This approach is consistent with Article 4 of the CDT Portugal–USA and Article 6 of the CIRC (Corporate Income Tax Code) concerning classification of legal entities.

2. LLC Income and the Former NHR Regime

For individuals who secured NHR status before its phase-out (including those under the 2024 transitional rules), LLC income may benefit from two different treatments depending on the nature of income:

Dividends from an LLC: Under Article 81.º(5) of the CIRS, foreign-sourced dividends may be exempt if they meet two conditions:
– The income may be taxed in the source state under the CDT; and
– The income is not obtained from a blacklisted jurisdiction.

Since U.S. dividends fall under Article 10 of the CDT, and the U.S. is not a blacklisted jurisdiction, dividends typically qualify for the NHR exemption. AT has consistently upheld this interpretation.

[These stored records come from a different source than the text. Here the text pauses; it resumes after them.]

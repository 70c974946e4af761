//! cfgparser example program: entry point.
//!
//! Loads a typed config file against the built-in default schema, prints the
//! current configuration, flips `debug` on, renames the app and writes the
//! result to a second file.
//!
//! # Usage
//!
//! ```text
//! cfgparser-demo [OPTIONS]
//!
//! Options:
//!   --input  <PATH>   Config file to read   [default: example.cfg]
//!   --output <PATH>   Config file to write  [default: updated_example.cfg]
//! ```
//!
//! # Environment variable overrides
//!
//! | Variable            | Default               | Description               |
//! |---------------------|-----------------------|---------------------------|
//! | `CFGPARSER_INPUT`   | `example.cfg`         | Config file to read       |
//! | `CFGPARSER_OUTPUT`  | `updated_example.cfg` | Config file to write      |
//! | `RUST_LOG`          | `info`                | Log filter (to stderr)    |

use std::path::PathBuf;

use clap::Parser;
use tracing::info;
use tracing_subscriber::EnvFilter;

use cfgparser_demo::application::run;
use cfgparser_demo::defaults::default_schema;

// ── CLI argument definitions ──────────────────────────────────────────────────

/// Read a typed config file, print it, update it and write it back.
#[derive(Debug, Parser)]
#[command(
    name = "cfgparser-demo",
    about = "Example program for the sectioned bool/string/int/float config format",
    version
)]
struct Cli {
    /// Config file to read.
    #[arg(long, default_value = "example.cfg", env = "CFGPARSER_INPUT")]
    input: PathBuf,

    /// Config file to write the updated configuration to.
    #[arg(long, default_value = "updated_example.cfg", env = "CFGPARSER_OUTPUT")]
    output: PathBuf,
}

// ── Entry point ───────────────────────────────────────────────────────────────

fn main() -> anyhow::Result<()> {
    // Logs go to stderr so stdout carries only the listing.
    tracing_subscriber::fmt()
        .with_env_filter(
            EnvFilter::try_from_default_env().unwrap_or_else(|_| EnvFilter::new("info")),
        )
        .with_writer(std::io::stderr)
        .init();

    let cli = Cli::parse();
    info!(input = %cli.input.display(), output = %cli.output.display(), "cfgparser-demo starting");

    let schema = default_schema();
    let report = run(&cli.input, &cli.output, &schema)?;

    println!("Current Configuration:");
    print!("{}", report.listing);
    println!("Updated configuration written to {}", report.output.display());
    Ok(())
}
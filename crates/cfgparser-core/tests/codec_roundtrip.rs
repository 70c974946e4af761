//! Integration tests for the cfgparser-core codec and file storage.
//!
//! These tests go through the public API only and cover the behaviour a
//! caller relies on: round-trips, default completeness, rejection of unknown
//! or invalid input, and the exact output layout.

use std::collections::HashMap;
use std::path::PathBuf;

use cfgparser_core::{
    decode_config, encode_config, parse_config, write_config, Config, ConfigError, Schema, Section,
};
use uuid::Uuid;

/// The defaults used by the example program.
fn full_schema() -> Schema {
    Schema::new(Config::from_literals(
        HashMap::from([
            ("debug".to_string(), false),
            ("auto_restart".to_string(), true),
        ]),
        HashMap::from([
            ("app_name".to_string(), "MyApp".to_string()),
            (
                "db_connection_string".to_string(),
                "host=localhost;user=user;password=pass;db=mydb".to_string(),
            ),
        ]),
        HashMap::from([
            ("max_retries".to_string(), 3),
            ("port".to_string(), 8080),
        ]),
        HashMap::from([("version".to_string(), 1.0)]),
    ))
}

/// `{bool: {debug: false}, int: {port: 8080}}`
fn small_schema() -> Schema {
    Schema::new(Config::new().with("debug", false).with("port", 8080))
}

fn temp_path(name: &str) -> PathBuf {
    std::env::temp_dir().join(format!("cfgparser_it_{}_{name}", Uuid::new_v4()))
}

// ── Round-trip ────────────────────────────────────────────────────────────────

#[test]
fn test_roundtrip_every_schema_key() {
    // Arrange
    let schema = full_schema();
    let mut config = schema.instantiate();
    config.set("debug", true);
    config.set("auto_restart", false);
    config.set("app_name", "UpdatedApp");
    config.set("db_connection_string", "host=db;user=admin");
    config.set("max_retries", -1);
    config.set("port", 65535);
    config.set("version", 2.125);

    // Act
    let decoded = decode_config(&encode_config(&config), &schema).expect("decode");

    // Assert
    assert_eq!(decoded, config);
}

#[test]
fn test_roundtrip_of_defaults_is_identity() {
    let schema = full_schema();
    let text = encode_config(schema.defaults());
    let decoded = decode_config(&text, &schema).expect("decode");
    assert_eq!(&decoded, schema.defaults());
}

#[test]
fn test_roundtrip_float_is_exact_up_to_six_digits() {
    let schema = full_schema();
    let config = schema.instantiate().with("version", 1.0 / 3.0);

    let decoded = decode_config(&encode_config(&config), &schema).expect("decode");

    assert_eq!(decoded.get::<f64>("version"), 0.333333);
}

#[test]
fn test_roundtrip_through_files() {
    // Arrange
    let schema = full_schema();
    let path = temp_path("roundtrip.cfg");
    let config = schema
        .instantiate()
        .with("debug", true)
        .with("app_name", "UpdatedApp");

    // Act
    write_config(&path, &config, &schema).expect("write");
    let loaded = parse_config(&path, &schema).expect("parse");

    // Assert
    assert_eq!(loaded, config);

    std::fs::remove_file(&path).ok();
}

// ── Default completeness ──────────────────────────────────────────────────────

#[test]
fn test_file_with_no_keys_yields_all_defaults() {
    let schema = full_schema();
    let config = decode_config("# nothing here\n\n[bool]\n[float]\n", &schema).expect("decode");

    for section in Section::ALL {
        for key in schema.defaults().section_keys(section) {
            assert_eq!(
                config.value(section, key),
                schema.defaults().value(section, key),
                "{section}.{key} must equal its default"
            );
        }
    }
    assert_eq!(config.len(), schema.defaults().len());
}

// ── Rejections ────────────────────────────────────────────────────────────────

#[test]
fn test_unknown_int_key_is_rejected() {
    let err = decode_config("[int]\nbogus=1\n", &small_schema()).unwrap_err();
    assert!(matches!(err, ConfigError::UnknownKey { section: Section::Int, .. }));
}

#[test]
fn test_non_numeric_port_is_invalid_value() {
    let err = decode_config("[int]\nport=abc\n", &small_schema()).unwrap_err();
    assert!(matches!(err, ConfigError::InvalidValue { .. }));
    assert!(err.to_string().contains("invalid int value for key port"));
}

#[test]
fn test_maybe_is_invalid_bool() {
    let schema = Schema::new(Config::new().with("flag", false));
    let err = decode_config("[bool]\nflag=maybe\n", &schema).unwrap_err();
    assert!(matches!(err, ConfigError::InvalidValue { .. }));
    assert!(err.to_string().contains("invalid bool value for key flag"));
}

#[test]
fn test_line_without_separator_is_malformed() {
    let err = decode_config("[bool]\ndebug\n", &small_schema()).unwrap_err();
    assert!(matches!(err, ConfigError::MalformedLine { .. }));
    assert!(err.to_string().contains("debug"));
}

#[test]
fn test_unrecognized_section_is_rejected() {
    let err = decode_config("[weight]\nkg=70\n", &small_schema()).unwrap_err();
    assert!(matches!(err, ConfigError::UnknownSection { .. }));
}

#[test]
fn test_missing_file_is_io_error() {
    let err = parse_config(temp_path("absent.cfg"), &small_schema()).unwrap_err();
    assert!(err.is_io());
}

// ── Output layout ─────────────────────────────────────────────────────────────

#[test]
fn test_empty_float_mapping_produces_no_float_header() {
    let config = full_schema().instantiate();
    let mut without_floats = config.clone();
    without_floats.remove(Section::Float, "version");

    assert!(encode_config(&config).contains("[float]\n"));
    assert!(!encode_config(&without_floats).contains("[float]"));
}

#[test]
fn test_debug_port_scenario() {
    // Arrange
    let schema = small_schema();
    let input = "[bool]\ndebug=true\n[int]\nport=9090\n";

    // Act
    let config = decode_config(input, &schema).expect("decode");
    let written = encode_config(&config);

    // Assert
    assert!(config.get::<bool>("debug"));
    assert_eq!(config.get::<i64>("port"), 9090);
    assert_eq!(written, "[bool]\ndebug=true\n[int]\nport=9090\n");
}

#[test]
fn test_string_containing_equals_survives_roundtrip() {
    let schema = full_schema();
    let config = schema.instantiate();

    let decoded = decode_config(&encode_config(&config), &schema).expect("decode");

    assert_eq!(
        decoded.get::<String>("db_connection_string"),
        "host=localhost;user=user;password=pass;db=mydb"
    );
}
//! cfgparser-demo library entry point.
//!
//! Re-exports all public modules so that integration tests in `tests/`
//! and the binary entry point in `main.rs` share the same module tree.

pub mod application;
pub mod defaults;
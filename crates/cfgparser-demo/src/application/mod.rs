//! Application layer: the example program's use case and its output.

pub mod listing;
pub mod update_config;

pub use listing::render_listing;
pub use update_config::{apply_updates, run, RunReport};
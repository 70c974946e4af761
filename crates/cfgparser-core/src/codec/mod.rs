//! Text codec for the sectioned `key=value` format.

pub mod decode;
pub mod encode;

pub use decode::{decode_config, read_config};
pub use encode::{encode_config, write_config_to};
//! The schema: permitted keys and their default values.
//!
//! A [`Schema`] is a [`Config`] of defaults that is passed explicitly to the
//! codec.  It decides which keys a file may mention in each section and which
//! values a freshly parsed config starts from.

use tracing::debug;

use crate::domain::config::Config;
use crate::domain::value::Section;
use crate::error::{ConfigError, ConfigResult};

/// Permitted key set and fallback values for parsing and writing.
///
/// # Examples
///
/// ```rust
/// use cfgparser_core::{Config, Schema, Section};
///
/// let schema = Schema::new(Config::new().with("debug", false).with("port", 8080));
///
/// assert!(schema.permits(Section::Int, "port"));
/// assert!(!schema.permits(Section::Bool, "port"));
///
/// let fresh = schema.instantiate();
/// assert_eq!(fresh.get::<i64>("port"), 8080);
/// ```
#[derive(Debug, Clone, Default, PartialEq)]
pub struct Schema {
    defaults: Config,
}

impl Schema {
    /// Creates a schema whose permitted keys and defaults are those of
    /// `defaults`.
    pub fn new(defaults: Config) -> Self {
        Self { defaults }
    }

    /// The default values.
    pub fn defaults(&self) -> &Config {
        &self.defaults
    }

    /// Returns a fresh, independent copy of the defaults.
    pub fn instantiate(&self) -> Config {
        self.defaults.clone()
    }

    /// Returns `true` if `key` is a known key of `section`.
    pub fn permits(&self, section: Section, key: &str) -> bool {
        self.defaults.contains(section, key)
    }

    /// Checks that every key of `config` is known to this schema.
    ///
    /// # Errors
    ///
    /// Returns [`ConfigError::UnknownKey`] (with `line_no: None`) for the first
    /// unknown key, scanning sections in file order.
    pub fn validate(&self, config: &Config) -> ConfigResult<()> {
        for section in Section::ALL {
            if let Some(key) = config
                .section_keys(section)
                .into_iter()
                .find(|key| !self.permits(section, key))
            {
                debug!(%section, key, "config key not permitted by schema");
                return Err(ConfigError::UnknownKey {
                    line_no: None,
                    section,
                    key: key.to_string(),
                });
            }
        }
        Ok(())
    }
}

impl From<Config> for Schema {
    fn from(defaults: Config) -> Self {
        Self::new(defaults)
    }
}

#[cfg(test)]
mod tests {
    use super::*;

    fn schema() -> Schema {
        Schema::new(Config::new().with("debug", false).with("port", 8080))
    }

    #[test]
    fn test_permits_is_per_section() {
        let schema = schema();
        assert!(schema.permits(Section::Bool, "debug"));
        assert!(!schema.permits(Section::Int, "debug"));
        assert!(!schema.permits(Section::Float, "anything"));
    }

    #[test]
    fn test_instantiate_returns_copy_of_defaults() {
        let schema = schema();
        let mut config = schema.instantiate();
        config.set("debug", true);

        assert!(!schema.defaults().get::<bool>("debug"));
        assert!(config.get::<bool>("debug"));
    }

    #[test]
    fn test_validate_accepts_subset_of_known_keys() {
        let schema = schema();
        let config = Config::new().with("port", 1);
        assert!(schema.validate(&config).is_ok());
        assert!(schema.validate(&Config::new()).is_ok());
    }

    #[test]
    fn test_validate_rejects_unknown_key() {
        let schema = schema();
        let config = schema.instantiate().with("bogus", 1);

        let err = schema.validate(&config).unwrap_err();

        assert!(matches!(
            err,
            ConfigError::UnknownKey { line_no: None, section: Section::Int, ref key } if key == "bogus"
        ));
    }

    #[test]
    fn test_validate_rejects_known_name_in_wrong_section() {
        // `port` exists in [int] but not in [string].
        let schema = schema();
        let config = Config::new().with("port", "8080");
        assert!(matches!(
            schema.validate(&config),
            Err(ConfigError::UnknownKey { section: Section::String, .. })
        ));
    }
}
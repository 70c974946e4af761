//! Domain types for typed configuration files.
//!
//! Nothing in here touches the file system or knows about the text format;
//! the [`crate::codec`] and [`crate::storage`] modules build on these types.
//!
//! - [`value`]: the four [`value::Section`]s and the tagged [`value::Value`].
//! - [`config`]: the [`config::Config`] container with typed accessors.
//! - [`schema`]: the [`schema::Schema`] of permitted keys and defaults.

pub mod config;
pub mod schema;
pub mod value;
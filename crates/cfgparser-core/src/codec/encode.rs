//! [`Config`] → text encoding.
//!
//! Output layout:
//! ```text
//! [bool]
//! debug=true
//! [string]
//! app_name=MyApp
//! [int]
//! port=8080
//! [float]
//! version=1.000000
//! ```
//! Sections appear in the fixed order bool, string, int, float and a section
//! with no keys is left out entirely (no empty header).  String values are
//! written verbatim: a value containing a newline will not read back.

use std::fmt::Write as _;
use std::io::Write;

use tracing::debug;

use crate::domain::config::Config;
use crate::domain::schema::Schema;
use crate::domain::value::Section;
use crate::error::ConfigResult;

/// Renders a config in the sectioned text format.
///
/// This does not consult a schema; use [`write_config_to`] to validate keys
/// before writing.
///
/// # Examples
///
/// ```rust
/// use cfgparser_core::{encode_config, Config};
///
/// let config = Config::new().with("debug", true).with("port", 9090);
/// assert_eq!(encode_config(&config), "[bool]\ndebug=true\n[int]\nport=9090\n");
/// ```
pub fn encode_config(config: &Config) -> String {
    let mut out = String::new();
    for section in Section::ALL {
        if config.section_len(section) == 0 {
            continue;
        }
        // Writing into a String cannot fail.
        let _ = writeln!(out, "[{section}]");
        for (key, value) in config.entries(section) {
            let _ = writeln!(out, "{key}={value}");
        }
    }
    out
}

/// Validates `config` against `schema`, then writes its encoding to `writer`.
///
/// Nothing is written when validation fails.  The writer is flushed before
/// returning.
///
/// # Errors
///
/// Returns [`crate::ConfigError::UnknownKey`] if the config holds a key the
/// schema does not know, or [`crate::ConfigError::Stream`] on write failure.
pub fn write_config_to<W: Write>(mut writer: W, config: &Config, schema: &Schema) -> ConfigResult<()> {
    schema.validate(config)?;
    let text = encode_config(config);
    writer.write_all(text.as_bytes())?;
    writer.flush()?;
    debug!(bytes = text.len(), keys = config.len(), "encoded config");
    Ok(())
}

// ── Tests ─────────────────────────────────────────────────────────────────────
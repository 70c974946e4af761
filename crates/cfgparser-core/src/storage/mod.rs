//! Storage: config file persistence.
//!
//! The codec works on strings and streams; this module adds the file-system
//! side (opening, creating, buffering, closing) and attaches the path to every
//! I/O error.

pub mod file;

pub use file::{parse_config, write_config};
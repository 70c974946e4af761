//! The typed key/value container.
//!
//! A [`Config`] holds one mapping per [`Section`].  Each mapping goes from a
//! key name to a [`Value`] whose variant matches the section, so the same key
//! name may appear in `[bool]` and `[int]` without conflict.
//!
//! Keys are enumerated in ascending order.  The file format does not promise
//! any order, but a stable one keeps written files diff-friendly.

use std::collections::{BTreeMap, HashMap};

use serde::Serialize;

use crate::domain::schema::Schema;
use crate::domain::value::{ConfigType, Section, Value};

/// Typed configuration values grouped by section.
///
/// # Examples
///
/// ```rust
/// use cfgparser_core::Config;
///
/// let mut config = Config::new();
/// config.set("port", 8080);
/// config.set("debug", true);
///
/// assert_eq!(config.get::<i64>("port"), 8080);
/// assert!(config.get::<bool>("debug"));
/// // Absent keys read as the zero value of their type.
/// assert_eq!(config.get::<String>("app_name"), "");
/// ```
#[derive(Debug, Clone, Default, PartialEq, Serialize)]
pub struct Config {
    /// Invariant: every value under a section has that section's variant.
    sections: BTreeMap<Section, BTreeMap<String, Value>>,
}

impl Config {
    /// Creates an empty config with no keys in any section.
    pub fn new() -> Self {
        Self::default()
    }

    /// Builds a config whose four mappings are exactly the given literals.
    ///
    /// # Examples
    ///
    /// ```rust
    /// use std::collections::HashMap;
    /// use cfgparser_core::Config;
    ///
    /// let config = Config::from_literals(
    ///     HashMap::from([("debug".to_string(), false)]),
    ///     HashMap::new(),
    ///     HashMap::from([("port".to_string(), 8080)]),
    ///     HashMap::new(),
    /// );
    /// assert_eq!(config.len(), 2);
    /// ```
    pub fn from_literals(
        bools: HashMap<String, bool>,
        strings: HashMap<String, String>,
        ints: HashMap<String, i64>,
        floats: HashMap<String, f64>,
    ) -> Self {
        let mut config = Self::new();
        config.replace_literals(bools, strings, ints, floats);
        config
    }

    /// Replaces all four mappings wholesale with the given literals.
    pub fn replace_literals(
        &mut self,
        bools: HashMap<String, bool>,
        strings: HashMap<String, String>,
        ints: HashMap<String, i64>,
        floats: HashMap<String, f64>,
    ) {
        self.sections.clear();
        for (key, v) in bools {
            self.set(key, v);
        }
        for (key, v) in strings {
            self.set(key, v);
        }
        for (key, v) in ints {
            self.set(key, v);
        }
        for (key, v) in floats {
            self.set(key, v);
        }
    }

    /// Replaces this config's contents with a copy of the schema's defaults.
    pub fn copy_from_schema(&mut self, schema: &Schema) {
        self.clone_from(schema.defaults());
    }

    /// Builder-style [`Config::set`].
    ///
    /// ```rust
    /// use cfgparser_core::Config;
    ///
    /// let config = Config::new().with("debug", false).with("version", 1.0);
    /// assert_eq!(config.get::<f64>("version"), 1.0);
    /// ```
    pub fn with(mut self, key: impl Into<String>, value: impl Into<Value>) -> Self {
        self.set(key, value);
        self
    }

    /// Inserts or overwrites `key`.
    ///
    /// The section is chosen by the value's type: `bool` → `[bool]`,
    /// `String`/`&str` → `[string]`, `i64`/`i32` → `[int]`, `f64` → `[float]`.
    /// No check against a schema happens here; unknown keys are only rejected
    /// when parsing or writing.
    pub fn set(&mut self, key: impl Into<String>, value: impl Into<Value>) {
        self.set_value(key, value.into());
    }

    /// Inserts or overwrites `key` in the section of the given value.
    pub fn set_value(&mut self, key: impl Into<String>, value: Value) {
        self.sections
            .entry(value.section())
            .or_default()
            .insert(key.into(), value);
    }

    /// Returns the value of `key` in `T`'s section, or `T`'s zero value
    /// (`false`, `""`, `0`, `0.0`) when the key is absent.
    ///
    /// Use [`Config::try_get`] to tell an absent key from an explicit zero.
    pub fn get<T: ConfigType>(&self, key: &str) -> T {
        self.try_get(key).unwrap_or_default()
    }

    /// Returns the value of `key` in `T`'s section, or `None` when absent.
    pub fn try_get<T: ConfigType>(&self, key: &str) -> Option<T> {
        self.value(T::SECTION, key).and_then(T::from_value)
    }

    /// Returns the raw tagged value of `key` in `section`.
    pub fn value(&self, section: Section, key: &str) -> Option<&Value> {
        self.sections.get(&section)?.get(key)
    }

    /// Removes `key` from `section`, returning its previous value.
    pub fn remove(&mut self, section: Section, key: &str) -> Option<Value> {
        let map = self.sections.get_mut(&section)?;
        let removed = map.remove(key);
        if map.is_empty() {
            self.sections.remove(&section);
        }
        removed
    }

    /// Returns `true` if `key` is present in `section`.
    pub fn contains(&self, section: Section, key: &str) -> bool {
        self.value(section, key).is_some()
    }

    /// Keys currently present in `T`'s section.
    pub fn keys<T: ConfigType>(&self) -> Vec<&str> {
        self.section_keys(T::SECTION)
    }

    /// Keys currently present in `section`.
    pub fn section_keys(&self, section: Section) -> Vec<&str> {
        self.entries(section).map(|(key, _)| key).collect()
    }

    /// Iterates over the `(key, value)` pairs of one section.
    pub fn entries(&self, section: Section) -> impl Iterator<Item = (&str, &Value)> + '_ {
        self.sections
            .get(&section)
            .into_iter()
            .flat_map(|map| map.iter().map(|(k, v)| (k.as_str(), v)))
    }

    /// Number of keys in `section`.
    pub fn section_len(&self, section: Section) -> usize {
        self.sections.get(&section).map_or(0, BTreeMap::len)
    }

    /// Total number of keys across all sections.
    pub fn len(&self) -> usize {
        self.sections.values().map(BTreeMap::len).sum()
    }

    /// Returns `true` when no section holds any key.
    pub fn is_empty(&self) -> bool {
        self.len() == 0
    }
}

// ── Tests ─────────────────────────────────────────────────────────────────────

Service income through an LLC structure: If the LLC invoices clients but the individual performs services personally, the AT does not treat the LLC as the beneficial owner of income for NHR purposes. In this scenario, the income is typically re-characterised as Category B (self-employment) income.
Under NHR, foreign-sourced Category B income is exempt only when it is effectively taxed abroad. However, U.S. “passthrough” structures do not lead to entity-level taxation. Because Portugal views the LLC as a corporation but acknowledges that no U.S. tax is charged at the corporate level, AT practice normally denies the NHR exemption for this type of income.

The result is that service income is taxed in Portugal at the progressive IRS rates, unless the individual falls under the special 20% NHR rate for high-value activities (no longer applicable for new residents).

3. Transition to the New IFICI Regime

The IFICI regime, introduced by Lei n.º 82/2024 and regulated through Decreto-Lei n.º 109/2023, replaces NHR for new residents. It targets scientific research, technological innovation, and qualified start-up activity. Unlike NHR, IFICI does not provide broad exemptions on foreign-source income. Instead, it grants:

• A flat 20% rate on eligible employment and self-employment income earned in Portugal;
• Exemptions on certain capital income received from foreign entities, subject to strict conditions;
• No exemptions for service income performed physically from Portugal.

For Americans operating through U.S. LLCs, this has several consequences:

Service income performed while living in Portugal is always domestic-source, regardless of client location.
• The 20% rate applies only if the activity falls within an eligible IFICI category—most technology, engineering, scientific, and digital service activities qualify, but an eligibility analysis is always required.
• Dividends from an LLC continue to be analysed under Article 81.º of the CIRS, but the absence of the NHR exemption affects the overall outcome.

Under IFICI, dividends remain possible to exempt, but the critical factor is the location of the activity generating the profit. If profits are derived from work performed in Portugal, AT has historically challenged attempts to treat subsequent distributions as foreign-source capital income. This follows the principle of “substance over form,” supported in multiple arbitral decisions at CAAD.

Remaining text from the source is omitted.